Die Meute lachte, denn jeder Fotograf kannte Graf Christians Leidenschaft für Pferdewetten. Natürlich hofften ausnahmslos alle auf einen neuen Eklat mit dem Prinzen.
Lori Meckmann wollte sich zunächst mal um Mahjal, den Soulstar, kümmern. Den gut gebauten, muskulösen Sänger einmal mit nacktem Hintern auf einer Yacht abzulichten beflügelte Loris Phantasie. Alle großen Frauenmagazine würden ihr die Fotos nur so aus den Händen reißen. Sie wollte versuchen, heute Abend mit ihm ins Gespräch zu kommen. Immerhin sah sie mit Anfang vierzig trotz ihres nervenaufreibenden Jobs noch sehr attraktiv aus. Ihr dunkel gefärbtes Haar band sie jeden Tag zu einem Zopf zusammen. Auch wenn ihr das schwarze, halblange Kleid mindestens zwei Nummern zu groß war und ihre Figur nur erahnen ließ, trug Lori stets einen stützenden BH, der ihre flachen Brüste attraktiver machte. Die zwei von ihrer Schultern hängenden Kameras standen im Kontrast zu ihrer Abendgarderobe und ließen sie in dieser Gesellschaft deplatziert erscheinen.
Vielleicht ließ sich Mahjal einen Hinweis darauf entlocken, wo er seinen Urlaub zu verbringen gedachte. Nur – sie musste ihn allein sprechen, denn eine Information, die auch ihre Kollegen mitbekamen, war nichts mehr wert. Während sie auf die kleine Bühne zusteuerte, wühlte sie in ihrer Prada-Tasche und checkte Aufnahmegerät und Kamera.
Einige Gäste schlenderten unauffällig vorbei und suchten nach der besten Gelegenheit, wie zufällig bei den von den Fotografen umlagerten Prominenten mit aufs Bild zu kommen. Für viele die Gelegenheit, später in ihrer eigenen Teerunde ein Gespräch mit Fürstin Gloria beiläufig zu erwähnen und auch noch das Foto vorweisen zu können. So etwas hinterließ immer den Eindruck eigener Prominenz.
Ludger Olbrecht, der smarte, von der künstlichen Sonne eines Fitness-Studios gegerbte Manager, stellte sich neben die Gastgeberin. «Wer ist denn von den hier anwesenden Gästen der Wichtigste?»

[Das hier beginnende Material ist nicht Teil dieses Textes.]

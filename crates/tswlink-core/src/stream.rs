// ── Snapshot subscriptions ──
//
// Change notification for consumers that want to react to each publication
// instead of polling `PollingCoordinator::snapshot`.

use std::pin::Pin;
use std::sync::Arc;
use std::task::{Context, Poll};

use futures_core::Stream;
use tokio::sync::watch;
use tokio_stream::wrappers::WatchStream;

use crate::snapshot::StateSnapshot;

/// A subscription to published snapshots.
///
/// Provides both point-in-time access and change notification via
/// [`changed`](Self::changed) or by converting into a `Stream`.
pub struct SnapshotStream {
    current: Arc<StateSnapshot>,
    receiver: watch::Receiver<Arc<StateSnapshot>>,
}

impl SnapshotStream {
    pub(crate) fn new(receiver: watch::Receiver<Arc<StateSnapshot>>) -> Self {
        let current = receiver.borrow().clone();
        Self { current, receiver }
    }

    /// The snapshot seen at creation or at the last `changed()`.
    pub fn current(&self) -> &Arc<StateSnapshot> {
        &self.current
    }

    /// Wait for the next publication, returning the new snapshot.
    /// Returns `None` once the coordinator has been dropped.
    pub async fn changed(&mut self) -> Option<Arc<StateSnapshot>> {
        self.receiver.changed().await.ok()?;
        let snap = self.receiver.borrow_and_update().clone();
        self.current = Arc::clone(&snap);
        Some(snap)
    }

    /// Convert into a `Stream` that yields the current snapshot first, then
    /// every later publication.
    pub fn into_stream(self) -> SnapshotWatchStream {
        SnapshotWatchStream {
            inner: WatchStream::new(self.receiver),
        }
    }
}

/// `Stream` adapter backed by a `watch::Receiver`.
pub struct SnapshotWatchStream {
    inner: WatchStream<Arc<StateSnapshot>>,
}

impl Stream for SnapshotWatchStream {
    type Item = Arc<StateSnapshot>;

    fn poll_next(mut self: Pin<&mut Self>, cx: &mut Context<'_>) -> Poll<Option<Self::Item>> {
        Pin::new(&mut self.inner).poll_next(cx)
    }
}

Gräfin Francesca wollte sich nicht festlegen, allein die Fragestellung war ihr schon zuwider. Diese Neureichen bewerteten die Qualität eines Charity-Events nach der Zahl anwesender Prominenter und Starlets. Ihr, als Angehöriger eines alten Adelsgeschlechtes, war das vollkommen egal, sie genügte sich selbst.
«Kommt darauf an. Wofür bitte schön der Wichtigste?»
«Um zusammen mit dem edelsten Spender auch gut im Bild festgehalten zu werden.»
«Sie bekommen Ihr Bild, Herr Olbrecht, keine Angst.» Es widerstrebte der Gräfin, auch nur eine Sekunde länger neben dieser penetranten Lederhaut zu verweilen. Sie entschuldigte sich knapp, um ihren Verpflichtungen als Gastgeberin nachzukommen.